Flanqueado por soberbias selvas y florestas, riquísimo en pesca, tiene en sus orillas abundantes minas, y puede decirse que casi todos los habitantes de Alaska viven en sus cercanías o en las de sus afluentes.

El sitio adonde habían llegado los futuros mineros era pintoresco y estaba absolutamente desierto. Formaba allí el río una especie de ensenada bastante grande y bordeada de bosquecillos de sauces, abedules enanos, pinos blancos y negros y matorrales de plantas floridas. Pocos pájaros, algunos cuervos y tal cual pareja de hermosos gallos de la montaña, eran todas las aves que pudieron ver; pero de caza de pelo no vieron ni rastro.

Bennie había bajado del caballo y miraba atentamente a la orilla opuesta a unos seiscientos metros de distancia, por si descubría alguna aldea india o cualquier canoa. Pero no distinguió unas ni otras.

—¡No importa! —repuso contestando a una pregunta de Armando—. Nos detendremos aquí hoy, y mañana continuaremos el viaje al fuerte.

—Es que escasean los víveres, señor Bennie. Con las marchas forzadas y el frío que reina en estas regiones consumiremos pronto las provisiones.

—Daremos una batida por los alrededores.

—¿Espera usted matar algún animal grande?

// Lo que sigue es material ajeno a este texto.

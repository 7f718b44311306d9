//! Listing page parsing.
//!
//! Turns one listing page into ordered [`Listing`] entries. Two layouts are
//! supported, each configured with CSS selectors:
//!
//! - **card**: one element per entry (`item`), holding a `link` and
//!   optionally a `title` and an `id_text` node;
//! - **table**: one row per entry (`row`), with optional `title` and
//!   `id_cell` cells.
//!
//! The preferred layout is tried first and the other one is the fallback;
//! the first layout that yields any entry wins. Entries without a link or
//! without a recognisable external id are skipped.

use std::sync::LazyLock;

use anyhow::{anyhow, Result};
use regex::Regex;
use reqwest::Url;
use scraper::{ElementRef, Html, Selector};

use catalog_watch_core::models::Listing;

use crate::config::{CardSelectors, ListingConfig, TableSelectors};

static ID_PATTERN: LazyLock<Regex> = LazyLock::new(|| {
    Regex::new(r"\b\d{4,}(?:[-/]\d+)?\b").expect("static id pattern compiles")
});

/// Query-string keys that carry the id in detail links.
const ID_QUERY_KEYS: [&str; 4] = ["id", "tender_id", "tenderId", "purchaseId"];

pub(crate) fn compile_selector(css: &str) -> Result<Selector> {
    Selector::parse(css).map_err(|e| anyhow!("invalid selector '{}': {}", css, e))
}

fn compile_optional(css: &Option<String>) -> Result<Option<Selector>> {
    css.as_deref().map(compile_selector).transpose()
}

/// Compiled selectors for one layout.
struct Layout {
    name: &'static str,
    entry: Selector,
    link: Selector,
    title: Option<Selector>,
    id_node: Option<Selector>,
    id_from_href: bool,
}

impl Layout {
    fn card(selectors: &CardSelectors) -> Result<Self> {
        Ok(Self {
            name: "card",
            entry: compile_selector(&selectors.item)?,
            link: compile_selector(&selectors.link)?,
            title: compile_optional(&selectors.title)?,
            id_node: compile_optional(&selectors.id_text)?,
            id_from_href: selectors.id_from_href,
        })
    }

    fn table(selectors: &TableSelectors) -> Result<Self> {
        Ok(Self {
            name: "table",
            entry: compile_selector(&selectors.row)?,
            link: compile_selector(&selectors.link)?,
            title: compile_optional(&selectors.title)?,
            id_node: compile_optional(&selectors.id_cell)?,
            id_from_href: selectors.id_from_href,
        })
    }

    fn parse(&self, document: &Html, page_url: &Url) -> Vec<Listing> {
        let mut listings = Vec::new();

        for entry in document.select(&self.entry) {
            let Some(link) = entry.select(&self.link).next() else {
                continue;
            };
            let href = link.value().attr("href").unwrap_or("").trim();
            if href.is_empty() {
                continue;
            }
            let Ok(url) = page_url.join(href) else {
                tracing::debug!(href, "unresolvable listing link");
                continue;
            };

            let title = self
                .title
                .as_ref()
                .and_then(|selector| entry.select(selector).next())
                .map(element_text)
                .filter(|t| !t.is_empty())
                .or_else(|| Some(element_text(link)).filter(|t| !t.is_empty()));

            let id_text = self
                .id_node
                .as_ref()
                .and_then(|selector| entry.select(selector).next())
                .map(element_text)
                .unwrap_or_default();

            let external_id = extract_external_id(&id_text, href, &url, self.id_from_href)
                .or_else(|| {
                    extract_external_id(&element_text(entry), href, &url, self.id_from_href)
                });
            let Some(external_id) = external_id else {
                continue;
            };

            listings.push(Listing {
                external_id,
                title,
                url: url.to_string(),
            });
        }

        listings
    }
}

/// Parser for one catalog's listing pages.
pub struct ListingParser {
    layouts: Vec<Layout>,
}

impl ListingParser {
    pub fn new(config: &ListingConfig) -> Result<Self> {
        let card = config.card.as_ref().map(Layout::card).transpose()?;
        let table = config.table.as_ref().map(Layout::table).transpose()?;

        let layouts: Vec<Layout> = if config.prefer_table {
            table.into_iter().chain(card).collect()
        } else {
            card.into_iter().chain(table).collect()
        };
        if layouts.is_empty() {
            anyhow::bail!("listing needs [listing.card] or [listing.table] selectors");
        }
        Ok(Self { layouts })
    }

    /// Parse `html` fetched from `page_url` into listing entries, in page
    /// order.
    pub fn parse(&self, html: &str, page_url: &Url) -> Vec<Listing> {
        let document = Html::parse_document(html);
        for layout in &self.layouts {
            let listings = layout.parse(&document, page_url);
            if !listings.is_empty() {
                tracing::trace!(layout = layout.name, count = listings.len(), "parsed listing page");
                return listings;
            }
        }
        Vec::new()
    }
}

/// Text content of an element with whitespace collapsed.
pub(crate) fn element_text(element: ElementRef<'_>) -> String {
    collapse_whitespace(&element.text().collect::<Vec<_>>().join(" "))
}

pub(crate) fn collapse_whitespace(text: &str) -> String {
    text.split_whitespace().collect::<Vec<_>>().join(" ")
}

/// Find the external id for an entry.
///
/// With `href_first` the link is consulted before `text`; the link is
/// always the last resort.
pub fn extract_external_id(text: &str, href: &str, url: &Url, href_first: bool) -> Option<String> {
    if href_first {
        if let Some(id) = id_from_href(href, url) {
            return Some(id);
        }
    }
    id_from_text(text).or_else(|| id_from_href(href, url))
}

fn id_from_text(text: &str) -> Option<String> {
    ID_PATTERN
        .find(text)
        .map(|m| normalize_external_id(m.as_str()))
        .filter(|id| !id.is_empty())
}

fn id_from_href(href: &str, url: &Url) -> Option<String> {
    for key in ID_QUERY_KEYS {
        let value = url
            .query_pairs()
            .find(|(k, v)| k == key && !v.is_empty())
            .map(|(_, v)| normalize_external_id(&v));
        if let Some(id) = value.filter(|id| !id.is_empty()) {
            return Some(id);
        }
    }
    id_from_text(href)
}

/// Keep `[0-9A-Za-z_-]` and lowercase the rest.
pub fn normalize_external_id(value: &str) -> String {
    value
        .chars()
        .filter(|c| c.is_ascii_alphanumeric() || *c == '_' || *c == '-')
        .collect::<String>()
        .to_ascii_lowercase()
}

—Si no un oso, a lo menos un cisne. Mira; por allí veo varios.

—¿Vamos a cazarlos?

El canadiense no respondió. Sus ojos seguían atentamente el vuelo de los cisnes.

—Armando —dijo de pronto—, ¿te agradaría una fritada? Aún tenemos un poco de grasa, que servirá de manteca.

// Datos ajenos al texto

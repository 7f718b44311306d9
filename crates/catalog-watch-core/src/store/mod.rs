//! Item store abstraction for Catalog Watch.
//!
//! The [`ItemStore`] trait defines every durable operation the pipeline
//! needs, enabling pluggable backends (SQLite in the app crate, in-memory
//! here for tests).
//!
//! # Atomicity
//!
//! Every method is a single atomic step on one row. The detail worker
//! takes exclusive ownership of an item with [`claim`](ItemStore::claim)
//! (a conditional `Pending → Fetching` transition) and releases it with
//! [`update_status`](ItemStore::update_status); the poller only ever
//! refreshes display fields. That split is what keeps concurrent
//! read-modify-write cycles on the same row from interleaving.

pub mod memory;

use async_trait::async_trait;
use chrono::{DateTime, Utc};

use crate::error::StoreError;
use crate::models::{Item, ItemStatus, ItemUpdate, Listing, UpsertOutcome};

/// Abstract storage backend for tracked items and notification records.
///
/// | Method | Purpose |
/// |--------|---------|
/// | [`upsert_by_external_id`](ItemStore::upsert_by_external_id) | Insert a new item or refresh title/url |
/// | [`get_next_due`](ItemStore::get_next_due) | Oldest-due pending item |
/// | [`claim`](ItemStore::claim) | `Pending → Fetching` if still pending |
/// | [`update_status`](ItemStore::update_status) | Apply a status transition with retry bookkeeping |
/// | [`record_notification`](ItemStore::record_notification) | Insert the dedup record if absent |
/// | [`mark_notified`](ItemStore::mark_notified) | Set `notified` on a matched item |
#[async_trait]
pub trait ItemStore: Send + Sync {
    /// Insert an unseen item as `Pending`, due at `now`; for a known
    /// `external_id` only `title` and `url` are refreshed.
    async fn upsert_by_external_id(
        &self,
        listing: &Listing,
        now: DateTime<Utc>,
    ) -> Result<UpsertOutcome, StoreError>;

    /// The `Pending` item with the smallest `next_attempt_at <= now`
    /// (ties broken by id), if any.
    async fn get_next_due(&self, now: DateTime<Utc>) -> Result<Option<Item>, StoreError>;

    /// Move an item from `Pending` to `Fetching`. Returns `false` if the
    /// item was not pending any more.
    async fn claim(&self, id: i64, now: DateTime<Utc>) -> Result<bool, StoreError>;

    /// Apply `update` to item `id`.
    async fn update_status(
        &self,
        id: i64,
        update: &ItemUpdate,
        now: DateTime<Utc>,
    ) -> Result<(), StoreError>;

    async fn get(&self, id: i64) -> Result<Option<Item>, StoreError>;

    async fn get_by_external_id(&self, external_id: &str) -> Result<Option<Item>, StoreError>;

    /// Insert the notification record for `external_id` unless one exists.
    /// Returns `true` if this call created it.
    async fn record_notification(
        &self,
        external_id: &str,
        sent_at: DateTime<Utc>,
    ) -> Result<bool, StoreError>;

    async fn has_notification(&self, external_id: &str) -> Result<bool, StoreError>;

    /// Set `notified = true` on a `Matched` item.
    async fn mark_notified(&self, id: i64) -> Result<(), StoreError>;

    /// Number of `Pending` items due at `now`.
    async fn count_due(&self, now: DateTime<Utc>) -> Result<i64, StoreError>;

    /// Item counts per status, statuses with no items omitted.
    async fn count_by_status(&self) -> Result<Vec<(ItemStatus, i64)>, StoreError>;

    async fn count_notifications(&self) -> Result<i64, StoreError>;

    /// Items first seen at or after `since`.
    async fn count_seen_since(&self, since: DateTime<Utc>) -> Result<i64, StoreError>;

    /// Notification records written at or after `since`.
    async fn count_notifications_since(&self, since: DateTime<Utc>) -> Result<i64, StoreError>;

    /// Return items stranded in `Fetching` (by a crash mid-tick) to
    /// `Pending`. Retry bookkeeping is left as is. Returns the count.
    async fn requeue_in_flight(&self, now: DateTime<Utc>) -> Result<u64, StoreError>;
}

—¿Una fritada? ¿Y me lo pregunta usted?

—Entonces, dentro de poco tendré el placer de ofrecértela.

—¿Ha descubierto usted algún gallinero?

—Si no un gallinero, por lo menos un nido con huevos, y bastante más gordos que los de las gallinas.

—¡Vamos a cogerlos!

—¡Sígueme!

Ordenó a Back que encendiera el fuego y que limpiara bien la sartén, y se alejó con Armando.

Siguieron durante un rato la orilla del Yukon remontando la corriente y luego se metieron en una espesura formada por pinos, abedules y sauces, interrumpida de vez en cuando por claros de pequeños prados tapizados de césped de hermoso color de esmeralda.

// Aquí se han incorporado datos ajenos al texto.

//! Rate-limited HTTP fetcher shared by the listing poller and the detail worker.
//!
//! Two limits apply to every request:
//!
//! - a concurrency bound (a [`Semaphore`] with `http.concurrency` permits);
//! - a global requests-per-second ceiling (a `governor` token bucket
//!   refilled at `http.rate_limit_rps`, holding at most `http.burst` tokens).
//!
//! A caller first takes a permit, then waits for a token, then sends. The
//! whole sequence, including reading the body, is bounded by
//! `http.timeout_secs`; when it elapses the caller gets
//! [`FetchError::Timeout`] and releases whatever it held.

use std::num::NonZeroU32;
use std::sync::Arc;
use std::time::Duration;

use anyhow::{Context, Result};
use governor::{Quota, RateLimiter};
use reqwest::header::{HeaderMap, HeaderValue, ACCEPT, ACCEPT_LANGUAGE, USER_AGENT};
use thiserror::Error;
use tokio::sync::Semaphore;

use crate::config::HttpConfig;

type DirectRateLimiter = RateLimiter<
    governor::state::NotKeyed,
    governor::state::InMemoryState,
    governor::clock::DefaultClock,
>;

/// A fetch attempt failed. Never fatal to the caller's loop.
#[derive(Debug, Error)]
pub enum FetchError {
    #[error("request timed out")]
    Timeout,

    #[error("HTTP status {0}")]
    HttpStatus(u16),

    #[error("network error: {0}")]
    Network(String),
}

/// A successful (2xx) response.
#[derive(Debug, Clone)]
pub struct FetchResponse {
    pub status: u16,
    pub body: String,
}

pub struct RateLimitedFetcher {
    client: reqwest::Client,
    permits: Arc<Semaphore>,
    limiter: DirectRateLimiter,
    timeout: Duration,
    concurrency: usize,
}

impl RateLimitedFetcher {
    pub fn new(config: &HttpConfig) -> Result<Self> {
        let mut headers = HeaderMap::new();
        headers.insert(
            USER_AGENT,
            HeaderValue::from_str(&config.user_agent).context("Invalid http.user_agent")?,
        );
        headers.insert(
            ACCEPT,
            HeaderValue::from_static(
                "text/html,application/xhtml+xml,application/xml;q=0.9,*/*;q=0.8",
            ),
        );
        headers.insert(
            ACCEPT_LANGUAGE,
            HeaderValue::from_str(&config.accept_language)
                .context("Invalid http.accept_language")?,
        );

        if !config.verify_tls {
            tracing::warn!("TLS certificate verification is disabled for catalog requests");
        }

        let client = reqwest::Client::builder()
            .default_headers(headers)
            .danger_accept_invalid_certs(!config.verify_tls)
            .build()
            .context("Failed to build HTTP client")?;

        let period = Duration::from_secs_f64(1.0 / config.rate_limit_rps);
        let burst = NonZeroU32::new(config.burst).context("http.burst must be >= 1")?;
        let quota = Quota::with_period(period)
            .context("http.rate_limit_rps is too high")?
            .allow_burst(burst);

        Ok(Self {
            client,
            permits: Arc::new(Semaphore::new(config.concurrency)),
            limiter: RateLimiter::direct(quota),
            timeout: Duration::from_secs(config.timeout_secs),
            concurrency: config.concurrency,
        })
    }

    pub fn concurrency(&self) -> usize {
        self.concurrency
    }

    /// GET `url` under the concurrency and rate limits.
    ///
    /// Non-2xx responses are returned as [`FetchError::HttpStatus`].
    pub async fn fetch(&self, url: &str) -> Result<FetchResponse, FetchError> {
        match tokio::time::timeout(self.timeout, self.fetch_limited(url)).await {
            Ok(result) => result,
            Err(_) => {
                tracing::debug!(url, "fetch timed out");
                Err(FetchError::Timeout)
            }
        }
    }

    async fn fetch_limited(&self, url: &str) -> Result<FetchResponse, FetchError> {
        let _permit = self
            .permits
            .acquire()
            .await
            .map_err(|_| FetchError::Network("fetcher is shut down".into()))?;
        self.limiter.until_ready().await;

        let response = self.client.get(url).send().await.map_err(map_reqwest)?;
        let status = response.status();
        if !status.is_success() {
            tracing::debug!(url, status = status.as_u16(), "non-success status");
            return Err(FetchError::HttpStatus(status.as_u16()));
        }

        let body = response.text().await.map_err(map_reqwest)?;
        Ok(FetchResponse {
            status: status.as_u16(),
            body,
        })
    }
}

fn map_reqwest(e: reqwest::Error) -> FetchError {
    if e.is_timeout() {
        FetchError::Timeout
    } else {
        FetchError::Network(e.to_string())
    }
}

En medio de aquel precioso valle crecían las plantas árticas, por haberse licuado la nieve hacía ya meses.

Después de recorrer cerca de una milla, Bennie y Armando torcieron bruscamente hacia el río, por donde se oían silbidos agudos, indicadores de la presencia de los cisnes,

—Vayamos con tiento —dijo el cazador—. Pudiera ser que además de la tortilla ganásemos también el asado.

—Los cisnes huirán, señor Bennie.

—No siempre huyen. A veces defienden encarnizadamente sus nidos.

—¿Contra los hombres?

—Contra los hombres. Son aves valientes que hacen frente hasta a las águilas blancas, y a veces son éstas las que llevan la peor parte.

—Pero los cisnes no tienen el pico bastante fuerte para producir heridas.

—Tienes razón; pero su fuerza radica en las alas, armas formidables. Cierto día vi a un cisne matar de un solo aletazo a una zorra que trataba de saquear su nido. ¡Ea! ¡Ya hemos llegado, muchacho!

Estaba en la linde de la selva. Con cautela y ocultándose tras los troncos, llegaron a la orilla del río, que también por allí formaba una pequeña ensenada.

Una docena de hermosos cisnes estaban lavándose la cara y peinándose, alineados en la orilla, alisándose las plumas, muy ufanos. A poca distancia algunas hembras los contemplaban aclocadas y como empollando.

Bennie y Armando dispararon a una. Dos cisnes cayeron; los demás, asustados por las detonaciones, volaron a gran altura sobre las aguas del río. En cambio, las hembras, si bien se levantaron al oír los tiros, en vez de huir dirigiéronse al sitio de donde salía el humo, agitando furiosamente las poderosas alas y lanzando estridentes silbidos. Los dos compañeros salieron de su escondite empuñando las carabinas por el cañón y dispuestos a añadir nuevas víctimas a las causadas.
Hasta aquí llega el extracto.